On 10 January 2025, one month after the establishment of the taskforce, the AFP stated that 124 cases were referred to the taskforce, with 102 selected for investigation. The targeting of Australian synagogues continued after the Melbourne firebombing incident with a synagogue in Southeast Sydney vandalised on 10 January 2025, and Newtown Synagogue in Sydney's Inner West was vandalised on 11 January 2025. The Newtown incident also involved an attempt to burn down the synagogue. By 23 January 2025, NSW Police arrested two men in connection to the Newtown Synagogue case.

In August 2025, Prime Minister Anthony Albanese announced that Iran and the Islamic Revolutionary Guard Corps (IRGC) were responsible for the attack on Lewis’ Continental Kitchen in Sydney and the synagogue attack in Melbourne. In response, he expelled the Iranian ambassador from the country and declared the IRGC as a terrorist organization.

On February 20, 2026, a 32-year-old man allegedly rammed a black pickup truck (Toyota Hilux ute) into the gates of the Brisbane Synagogue in Queensland, Australia. The ute involved in the incident knocked the gates down shortly after evening services, narrowly missing a congregant. Queensland Police charged Matthew De Campo with willful damage, serious vilification or hate crime, dangerous driving, and possession of a dangerous drug, treating it as a hate-motivated incident rather than terrorism.

== Response ==
=== Condemnations by Australian Prime Ministers ===
- In January 1960, Prime Minister Robert Menzies condemned recent manifestations of antisemitism in the country: "I think that I should now say that there is absolutely no room in Australia for anti-Semitism..."
- In 1972, Prime Minister William McMahon stated: "I say to you with all the sincerity of which I am capable: I will repudiate and reject any hint of anti-semitism as disgraceful and unworthy of any Australian. I have nothing but contempt for any Australian who would stoop to such statements or behaviour."
- In 1995, Prime Minister Paul Keating condemned an incident where dozens of Jewish graves in Adelaide were vandalised.
- In 2013, Prime Minister Julia Gillard siggned the London Declaration on Combating Antisemitism and stated that antisemitism 'pollutes our world right now'.
- In a 2013 speech delivered by Malcolm Turnbull on an attack on a Jewish family in Sydney, described the importance of condemning antisemitism in Australia.
- In 2023, following the attacks conducted by Hamas on 7 October, Prime Minister Anthony Albanese and the majority of the Australian Parliament passed a motion concerning hate speech targeting Jews and others in Australia in the aftermath of the attack.
  - Shortly thereafter, six out of seven of Australia's living former prime ministers (John Howard, Kevin Rudd, Julia Gillard, Tony Abbott, Malcolm Turnbull, Scott Morrison) signed a statement against the rise of antisemitism in Australia in the wake of the attack and the threat to national cohesion, stating that "the there is no more tenaciously evil race hatred than antisemitism". Howard, Gillard, and Albanese later appeared on a 2024 documentary Never Again: The Fight Against Anti-Semitism.
  - In the wake of continued antisemitic incidents in Sydney in November 2024, Prime Minister Anthony Albanese was criticised by the chief minister and president of Sydney's Great Synagogue and by former prime minister John Howard for perceived inefficiency in combatting antisemitism in Australia. Other criticisms soon followed. In January 2025, following Anthony Albanese's claim that his government did all that it could to combat the issue of antisemitism in Australia, the Executive Council of Australian Jewry, the peak Australian Jewish organisational body, criticised the Prime Minister for listing his achievements during a crisis where police action have fallen short in its enforcement of existing laws. The peak body called on the Prime Minister to convene a National Cabinet meeting to address the issue.
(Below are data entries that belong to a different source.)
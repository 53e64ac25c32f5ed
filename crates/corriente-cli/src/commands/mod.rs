//! CLI subcommand implementations.

pub mod crc;
pub mod frame;
pub mod modem;
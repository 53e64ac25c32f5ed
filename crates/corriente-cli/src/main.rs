//! Corriente CLI - wire and run demand-driven signal graphs.

mod commands;
mod config;
mod framing;

use clap::{Parser, Subcommand};
use tracing_subscriber::EnvFilter;

#[derive(Parser)]
#[command(name = "corriente")]
#[command(author, version, about = "Corriente pull-graph DSP CLI", long_about = None)]
struct Cli {
    #[command(subcommand)]
    command: Commands,
}

#[derive(Subcommand)]
enum Commands {
    /// Run the full-duplex FSK audio modem
    Modem(commands::modem::ModemArgs),

    /// Build and print a framed, Manchester-coded bit stream
    Frame(commands::frame::FrameArgs),

    /// Compute or validate a CRC over hex data
    Crc(commands::crc::CrcArgs),
}

fn main() -> anyhow::Result<()> {
    tracing_subscriber::fmt()
        .with_env_filter(EnvFilter::from_default_env())
        .init();

    let cli = Cli::parse();
    match cli.command {
        Commands::Modem(args) => commands::modem::run(args),
        Commands::Frame(args) => commands::frame::run(args),
        Commands::Crc(args) => commands::crc::run(args),
    }
}
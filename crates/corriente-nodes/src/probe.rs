//! Pass-through tap for live observation.

use std::collections::VecDeque;
use std::sync::{Arc, Mutex};

use corriente_core::{InPort, OutPort, Worker};

/// Inline tap: forwards its input unchanged and retains the most recent
/// window of samples for external observers.
///
/// This is the graph's plotting boundary — a UI refresh thread calls
/// [`snapshot`](Probe::snapshot) at its own pace without participating in
/// the pull schedule, while the probe sits transparently inside a chain.
pub struct Probe {
    /// The stream to observe.
    pub input: InPort<f32>,
    /// The forwarded stream, identical to the input.
    pub output: OutPort<f32>,
    window: usize,
    ring: Mutex<VecDeque<f32>>,
}

impl Probe {
    /// Creates a probe retaining the last `window` samples.
    ///
    /// # Panics
    ///
    /// Panics if `window` is zero.
    pub fn new(window: usize) -> Arc<Self> {
        assert!(window > 0, "probe window must be positive");
        let node = Arc::new(Self {
            input: InPort::new(),
            output: OutPort::new(),
            window,
            ring: Mutex::new(VecDeque::with_capacity(window)),
        });
        node.output.attach(&node);
        node
    }

    /// Returns a copy of the retained window, oldest sample first.
    pub fn snapshot(&self) -> Vec<f32> {
        let ring = self.ring.lock().expect("probe ring poisoned");
        ring.iter().copied().collect()
    }
}

impl Worker for Probe {
    fn work(&self, requested: usize) {
        let samples = self.input.read(requested);
        {
            let mut ring = self.ring.lock().expect("probe ring poisoned");
            for &sample in &samples {
                if ring.len() == self.window {
                    ring.pop_front();
                }
                ring.push_back(sample);
            }
        }
        self.output.write(&samples);
    }
}

#[cfg(test)]
mod tests {
    use super::*;

    #[test]
    fn test_forwards_unchanged() {
        let probe = Probe::new(8);
        probe.input.push(&[1.0, 2.0, 3.0]);
        let sink = InPort::new();
        sink.connect(&probe.output);
        assert_eq!(sink.read(3), vec![1.0, 2.0, 3.0]);
    }

    #[test]
    fn test_snapshot_keeps_latest_window() {
        let probe = Probe::new(4);
        probe.input.push(&[1.0, 2.0, 3.0, 4.0, 5.0, 6.0]);
        let sink = InPort::new();
        sink.connect(&probe.output);
        sink.read(6);
        assert_eq!(probe.snapshot(), vec![3.0, 4.0, 5.0, 6.0]);
    }
}
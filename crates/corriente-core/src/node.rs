//! The node production contract and the reentrancy-safe state cell.

use std::cell::RefCell;

use parking_lot::ReentrantMutex;

/// The production routine of a processing node.
///
/// `work(requested)` must pull whatever raw material the node needs from its
/// own input ports (the node decides how much — a resampler routinely reads
/// more or less than `requested`), compute, and write **at least**
/// `requested` fresh samples to its output ports. Writing more than
/// requested is legal; downstream buffers retain the surplus for the next
/// call.
///
/// A node with internal state (filter memory, phase accumulators, carried
/// samples) must persist that state across calls so that block boundaries
/// are transparent to the signal — splitting one long pull into many small
/// ones must produce the identical stream.
///
/// `work` is invoked by an [`OutPort`](crate::OutPort) while that port's
/// lock is held; implementations therefore must not block on anything a
/// broadcast into the same port would need. Waiting on external data is
/// done against separate staging queues (see the boundary adapters).
pub trait Worker: Send + Sync {
    /// Produce at least `requested` samples on every output port.
    fn work(&self, requested: usize);
}

/// Reentrancy-safe cell for per-node DSP state.
///
/// Nodes are shared (`Arc`) and pulled from multiple threads, so their
/// mutable state needs a lock. A plain mutex would deadlock the moment a
/// feedback loop re-enters the owning node's `work` on the same thread;
/// this cell uses a reentrant lock around a `RefCell` instead, so nested
/// same-thread access is allowed while cross-thread access still
/// serializes.
///
/// Access goes through [`with`](NodeState::with), which borrows the state
/// only for the duration of the closure. The closure must not pull from an
/// input port: an upstream pull can recurse back into the same node, and
/// the nested frame needs the borrow released. Keeping pulls outside
/// `with` blocks is the one discipline node implementations must follow.
pub struct NodeState<S> {
    cell: ReentrantMutex<RefCell<S>>,
}

impl<S: Send> NodeState<S> {
    /// Wraps the given initial state.
    pub fn new(state: S) -> Self {
        Self {
            cell: ReentrantMutex::new(RefCell::new(state)),
        }
    }

    /// Runs `f` with exclusive access to the state.
    ///
    /// # Panics
    ///
    /// Panics if `f` re-enters `with` on the same `NodeState` — that only
    /// happens when a closure pulls from an input port, which the contract
    /// above forbids.
    pub fn with<R>(&self, f: impl FnOnce(&mut S) -> R) -> R {
        let guard = self.cell.lock();
        let mut state = guard.borrow_mut();
        f(&mut state)
    }
}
=== Jewish organisational efforts ===
In 1942, the Jewish Council to Combat Fascism and Anti-Semitism (JCCFAS), a Melbourne-based group, was founded to combat antisemitism and fascism. The group operated until 1970. In 1943, a group was formed in Western Australia dedicated to combating antisemitism. Another Jewish group based in Melbourne, known as Research Services, was formed in 1960 and operated until the 1970s. The group involved itself in gathering information on antisemitic activities in Australia. The group's members included Jewish ex-servicemen and ex-servicewomen. Since then, other Australian Jewish organisations have responded to antisemitism including the Executive Council of Australian Jewry (ECAJ) which produces annual incident reporting of antisemitism in Australia (starting from 1989), the Anti-Defamation Commission (ADC), which was originally formed by B'nai B'rith, and the Community Security Group (CSG). Other organisations approach the issue through educational programming such as Courage to Care (C2C) which focuses on upstander behaviour, and Moving Forward Together (MFT) which focuses on promoting harmony through multicultural activities.

In the 1940s, the Council of Christians and Jews initiated campaigns to combat antisemitism in Australian churches.

The Jewish community in South-East Queensland adopts varied responses to antisemitism, including education initiatives, interfaith dialogue, and security measures. These actions are framed as both protective and performative, aiming to assert Jewish identity within a multicultural framework.

Community experiences of and attitudes toward antisemitism have been reported on in community studies produced in partnership with Monash University's Australian Centre for Jewish Civilisation. Findings from a 2017 study include reporting that direct or personal experience of antisemitic insults and harassment over the last 12 months was experienced or witnessed by roughly one in ten respondents, with higher rates for Hasidic and Haredi Jews.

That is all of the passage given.